Standardized Distributions and Calculating Probabilities

  • Standardized distributions are crucial for calculating proportions and probabilities within different regions of a distribution curve.

  • The area under the region of the curve indicates the probability of corresponding scores falling within that region.

Standard Normal Distribution

  • When discussing standardized distributions, the focus is often on the normal distribution which has:

    • A mean of 0

    • A standard deviation of 1

  • To facilitate probability calculations, scores are transformed into z-scores using a formula that standardizes these values.

Areas Under the Curve in Standard Normal Distribution

  • Understanding the area under the curve helps in evaluating probabilities:

    • 34.13% of the distribution falls between the mean and 1 standard deviation above the mean.

    • 13.59% falls between 1 and 2 standard deviations above the mean.

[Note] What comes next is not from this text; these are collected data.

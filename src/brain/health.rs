//! 健康检查与状态指示
//!
//! GET /health：2xx 为健康；有响应但非 2xx 为“响应但不健康”；网络失败/超时为不可达。
//! 状态监视器按固定间隔探测，把结果发布到 watch 通道，直到取消令牌触发。

use std::sync::Arc;
use std::time::Duration;

use tokio::sync::watch;
use tokio_util::sync::CancellationToken;

use super::transport::BrainTransport;

/// 大脑服务健康状态
#[derive(Debug, Clone, Copy, PartialEq, Eq)]
pub enum BrainHealth {
    /// 尚未探测
    Unknown,
    Healthy,
    /// 有响应但状态码非 2xx
    Unhealthy(u16),
    Unreachable,
}

impl BrainHealth {
    pub fn is_healthy(&self) -> bool {
        matches!(self, BrainHealth::Healthy)
    }

    pub fn describe(&self) -> &'static str {
        match self {
            BrainHealth::Unknown => "Brain server status unknown",
            BrainHealth::Healthy => "Brain server is running and available",
            BrainHealth::Unhealthy(_) => "Brain server responding but not healthy",
            BrainHealth::Unreachable => "Brain server not available",
        }
    }
}

/// 一次健康探测所需的全部信息
#[derive(Clone)]
pub struct HealthCheck {
    transport: Arc<dyn BrainTransport>,
    url: String,
    timeout: Duration,
}

impl HealthCheck {
    pub fn new(transport: Arc<dyn BrainTransport>, base_url: &str, timeout: Duration) -> Self {
        Self {
            transport,
            url: format!("{}/health", base_url.trim_end_matches('/')),
            timeout,
        }
    }

    pub fn url(&self) -> &str {
        &self.url
    }

    pub async fn check(&self) -> BrainHealth {
        match self.transport.get(&self.url, self.timeout).await {
            Ok(resp) if resp.is_success() => BrainHealth::Healthy,
            Ok(resp) => BrainHealth::Unhealthy(resp.status),
            Err(e) => {
                tracing::debug!(url = %self.url, error = %e, "health check failed");
                BrainHealth::Unreachable
            }
        }
    }
}

/// 启动后台状态监视器：立即探测一次，之后每 interval 探测一次
pub fn spawn_status_monitor(
    health: HealthCheck,
    interval: Duration,
    cancel: CancellationToken,
) -> watch::Receiver<BrainHealth> {
    let (tx, rx) = watch::channel(BrainHealth::Unknown);
    tokio::spawn(async move {
        let mut ticker = tokio::time::interval(interval);
        loop {
            tokio::select! {
                _ = cancel.cancelled() => break,
                _ = ticker.tick() => {
                    let state = health.check().await;
                    tx.send_if_modified(|current| {
                        if *current != state {
                            tracing::info!(status = state.describe(), "brain status changed");
                            *current = state;
                            true
                        } else {
                            false
                        }
                    });
                    if tx.is_closed() {
                        break;
                    }
                }
            }
        }
    });
    rx
}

    • 2.28% falls above 2 standard deviations above the mean.

    • The distribution is symmetrical, allowing reverse application of these percentages for scores below the mean.

Important Properties of Normal Distribution

  • A normal distribution allows for applying calculus principles to find areas under the curve, albeit not directly in class.

  • The normal distribution can beautifully summarize any distribution into a standard format using z-scores:

    • Approximately 68% fall within 1 standard deviation of the mean.

    • About 95% fall within 2 standard deviations.

    • More than 99% fall within 3 standard deviations.

  • Those scoring more than 3 standard deviations from the mean are considered rare (less than 1% of the distribution).

Z-Scores and Their Calculation

  • Z-scores enable the transformation of raw scores in a distribution to standardized scores, which leads to easier interpretation of where other scores lie in terms of the mean and standard deviation.

  • The z-score formula is used broadly, which allows for the solving of different questions related to calculating proportions or probabilities based on transformed data.

Real-World Application of Z-Scores

  • In real-world application, IQ scores are often standardized to have a mean of 100 and a standard deviation of 15.

    • Example: A score of 100 represents the average; z-scores help to identify how far a particular IQ score deviates from this average.

Proportions and Population

  • Calculating proportions can be approached in several steps:

    1. Transform the raw score (x) to a z-score.

    2. Use the unit normal table to obtain the probability associated with that z-score.

  • Understand the terminology:

    • Body of Distribution refers to the larger slice when the distribution is split.

    • Tail of Distribution refers to the smaller slice that extends towards the extremes of the distribution.

Utilizing Statistical Tables

  • The unit normal table is essential for identifying probabilities corresponding to z-scores:

    • It lists z-scores and provides the proportion of scores that lie below them, helping to visualize the body and tail of the distribution.

  • Clarity of where a z-score lies (body vs. tail) is crucial for proper interpretation of the table.

  • When dealing with the tails, both positive and negative z-scores equally reflect their respective proportion due to the symmetry of the normal distribution.

Miscellaneous

  • Be mindful that in different regions or countries (e.g., Canada), terminology may differ (e.g., 'zed scores').

  • Practice with unit normal tables will be essential, particularly for exam preparation.

  • Engagement in practical applications through classroom exercises and homework will reinforce understanding.